How To Resize Images For Your Django Project using Pillow (Blog Example)

As a Django developer, you might want to prevent users from uploading large images.

If the uploaded images are wider than the container they will be displayed in, then they are too big. For you, the developer, it means having to pay for more storage. For users, their pages load slowly because the page has to download oversized images.

The solution is to resize images on upload. This doesn't stop the user from uploading a 4MB image but it means you don't have to store it. Instead, you save a resized copy.

To do this, we need to intercept the image before it gets saved. Pillow, a Python package for processing images, has a function that will resize images. We just have to provide the image and the dimensions.

The example I am going to show you is for a blogging application. In a previous tutorial, we added a feature image to the blog post model (tutorial).

In this tutorial, we will work on the same codebase. We will limit the width of the image to 1100px.

This is what we are going to do:

  1. Write a function to calculate the new image dimensions. This will ensure the new image has the same aspect ratio as the original one.

  2. Write a function that will resize the image.

  3. Update our view to resize and save images before the post is committed to the database.

You can access the code for this tutorial on GitHub:

Before: https://github.com/ctrlz-blog/basic-django-blog/tree/%2321-how-to-resize-images--before

After: https://github.com/ctrlz-blog/basic-django-blog/tree/%2321-how-to-resize-images--after

1. Write a function to calculate the new image size.

Pillow needs the desired dimensions to resize the image. We will supply the desired width but we need to write the logic that will calculate the correct height that will preserve the aspect ratio.

It is also important that we only shrink our images, never enlarge them. Therefore, we will need to check if the original dimensions are larger than the new ones. If the original image is smaller, then we just want to keep the original image.

I have put the function in a new file called utils.py

The inputs are the size of the image (a tuple of height and width) and the maximum width of the desired image. It calculates the height and returns the new dimensions. If the original dimensions are smaller, then it returns the original dimensions.

This is the code:

# blog/utils.py

from typing import Tuple

def get_new_image_dimensions(
    original_dimensions: Tuple[int, int], new_width: int
) -> Tuple[int, int]:
    original_width, original_height = original_dimensions

    if original_width < new_width:
        return original_dimensions

    aspect_ratio = original_height / original_width

    new_height = round(new_width * aspect_ratio)

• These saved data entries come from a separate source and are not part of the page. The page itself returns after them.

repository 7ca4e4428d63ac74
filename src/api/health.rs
use actix_web::{HttpResponse, Responder, get};

#[get("/health/")]
pub async fn health_check() -> impl Responder {
    HttpResponse::Ok().body("API is up and running 🦀")
}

    return (new_width, new_height)

2. Write a function to resize the images

Now that we have our logic to calculate the image dimensions, we can go about resizing the image.

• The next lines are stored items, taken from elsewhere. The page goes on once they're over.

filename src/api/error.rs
use actix_web::error::BlockingError;
use actix_web::http::StatusCode;
use actix_web::{HttpResponse, ResponseError};
use thiserror::Error;

use super::models::ErrorResponse;
use crate::error::LedgerError;

#[derive(Error, Debug)]
pub enum ApiError {
    #[error(transparent)]
    Ledger(#[from] LedgerError),

    #[error("mining already in progress")]
    MiningInProgress,

    #[error("mining worker unavailable")]
    Worker,
}

impl From<BlockingError> for ApiError {
    fn from(_: BlockingError) -> Self {
        ApiError::Worker
    }
}

impl ResponseError for ApiError {
    fn status_code(&self) -> StatusCode {
        match self {
            ApiError::Ledger(err) => match err {
                LedgerError::EmptyData => StatusCode::BAD_REQUEST,
                LedgerError::ChainLocked => StatusCode::LOCKED,
                LedgerError::IndexOutOfRange { .. } => StatusCode::NOT_FOUND,
                LedgerError::DifficultyLocked | LedgerError::StaleTemplate => StatusCode::CONFLICT,
                LedgerError::MiningAborted { .. } | LedgerError::MiningCancelled => {
                    StatusCode::SERVICE_UNAVAILABLE
                }
                LedgerError::InvalidSeal => StatusCode::UNPROCESSABLE_ENTITY,
            },
            ApiError::MiningInProgress => StatusCode::CONFLICT,
            ApiError::Worker => StatusCode::INTERNAL_SERVER_ERROR,
        }
    }

    fn error_response(&self) -> HttpResponse {
        HttpResponse::build(self.status_code()).json(ErrorResponse {
            error: self.to_string(),
        })
    }
}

To do this, we will make use of Image, a class provided in the Pillow library.

This function will open and resize an image and return the resized image, which is an instance of Image.

# blog/utils.py

from PIL import Image

def resize_image(original_image: ImageFieldFile, width: int) -> Image:

    image = Image.open(original_image)

    new_size = get_new_image_dimensions(image.size, width)

    if new_size == image.size:
        return

    return image.resize(new_size, Image.ANTIALIAS)

3. Update the view

Image Width Constant

I have created another file called constants.py. I have two views (add_post and edit_post) to update. To avoid repeating myself, I have decided to store the width of my resized images in a constant which can be used in multiple places.

# blog/constants.py

class ImageWidth:
    THUMBNAIL = 150
    LARGE = 1100

The view

The logic to resize the image must go before the blog post is committed to the database. However, we still need the blog post instance so we can access the feature image.

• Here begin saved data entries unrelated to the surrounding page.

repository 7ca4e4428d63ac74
use rust_hashchain::LedgerError;
use rust_hashchain::blockchain::hash::{GENESIS_PREVIOUS_HASH, meets_difficulty};
use rust_hashchain::blockchain::{ChainValidator, DefectKind, Ledger, TamperSimulator};

fn quiet(_: u64) {}

#[test]
fn tampering_is_detected_and_locks_the_chain() {
    let mut ledger = Ledger::new(2);
    for data in ["a", "b", "c"] {
        let block = ledger.mine_and_append(data, &mut quiet).expect("mine");
        assert!(meets_difficulty(&block.hash, 2));
        assert_eq!(block.compute_hash(), block.hash);
    }
    assert_eq!(ledger.blocks()[0].previous_hash, GENESIS_PREVIOUS_HASH);

    let report = ChainValidator::validate(&mut ledger);
    assert!(report.is_valid);
    assert!(report.defects.is_empty());

    let tampered = TamperSimulator::tamper(&mut ledger, 1, "B").expect("tamper");
    assert_eq!(tampered.compromised, 2);
    assert!(!ledger.chain_valid());

    let report = ChainValidator::validate(&mut ledger);
    assert!(!report.is_valid);
    assert!(report.defects_for(0).is_empty());
    assert!(report.defects_for(1).contains(&DefectKind::HashMismatch));
    assert!(!report.defects_for(2).is_empty());
    assert!(!ledger.chain_valid());

    let block0 = &ledger.blocks()[0];
    assert!(block0.valid && !block0.tampered);
    assert!(ledger.blocks()[1..].iter().all(|b| b.tampered && !b.valid));

    assert_eq!(
        ledger.mine_and_append("d", &mut quiet).unwrap_err(),
        LedgerError::ChainLocked
    );
    assert_eq!(ledger.len(), 3);

    ledger.reset();
    assert!(ledger.chain_valid());
    ledger.mine_and_append("d", &mut quiet).expect("mine after reset");
    assert!(ChainValidator::validate(&mut ledger).is_valid);
}

#[test]
fn validating_twice_gives_the_same_answer() {
    let mut ledger = Ledger::new(1);
    for data in ["x", "y"] {
        ledger.mine_and_append(data, &mut quiet).expect("mine");
    }
    assert_eq!(
        ChainValidator::validate(&mut ledger),
        ChainValidator::validate(&mut ledger)
    );
}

To get around this, we use commit=False when saving the form. This creates the post instance but doesn’t commit it to the database.

def add_post(request: HttpRequest) -> HttpResponse:

    if request.method == "POST":
        form = PostForm(data=request.POST, files=request.FILES)

        if form.is_valid():
            # form.save() creates a post from the form
            post: Post = form.save(commit=False)

            if post.feature_image:
                img: Image = utils.resize_image(
                    post.feature_image, constants.ImageWidth.LARGE
                )
                img.save(post.feature_image.path)

            post.save()

            return redirect("post_detail", slug=post.slug)

    else:
        form = PostForm()

    context = {"form": form, "edit_mode": False}

    return render(request, "post_form.html", context)

The resize_image function we wrote in Step 2 returns an instance of Image. Our next step is to save the image.

Remember this:

Databases do not store images.

Saving the image has nothing to do with the post. The only reason we need to post is to access the path to save the image to. The database stores the path to the image.

img.save( saves the image to the supplied path. The image is not saved to the post.

After saving the image, the post can be committed to the database.

Conclusion

Resizing images before upload can save storage space and speed up pages by not using unnecessarily large images.

Image resizing is done using Pillow, a Python library. Pillow provides a class called Image, which has a method called resize.

Resizing the image should be done before committing the blog post to the database. In this tutorial, we resized the image in the view using functions written in utils.py.

Once an image is resized, we save the image to the same path as the original image. Images are not stored in the database, so the resized image is not bound to the blog post instance.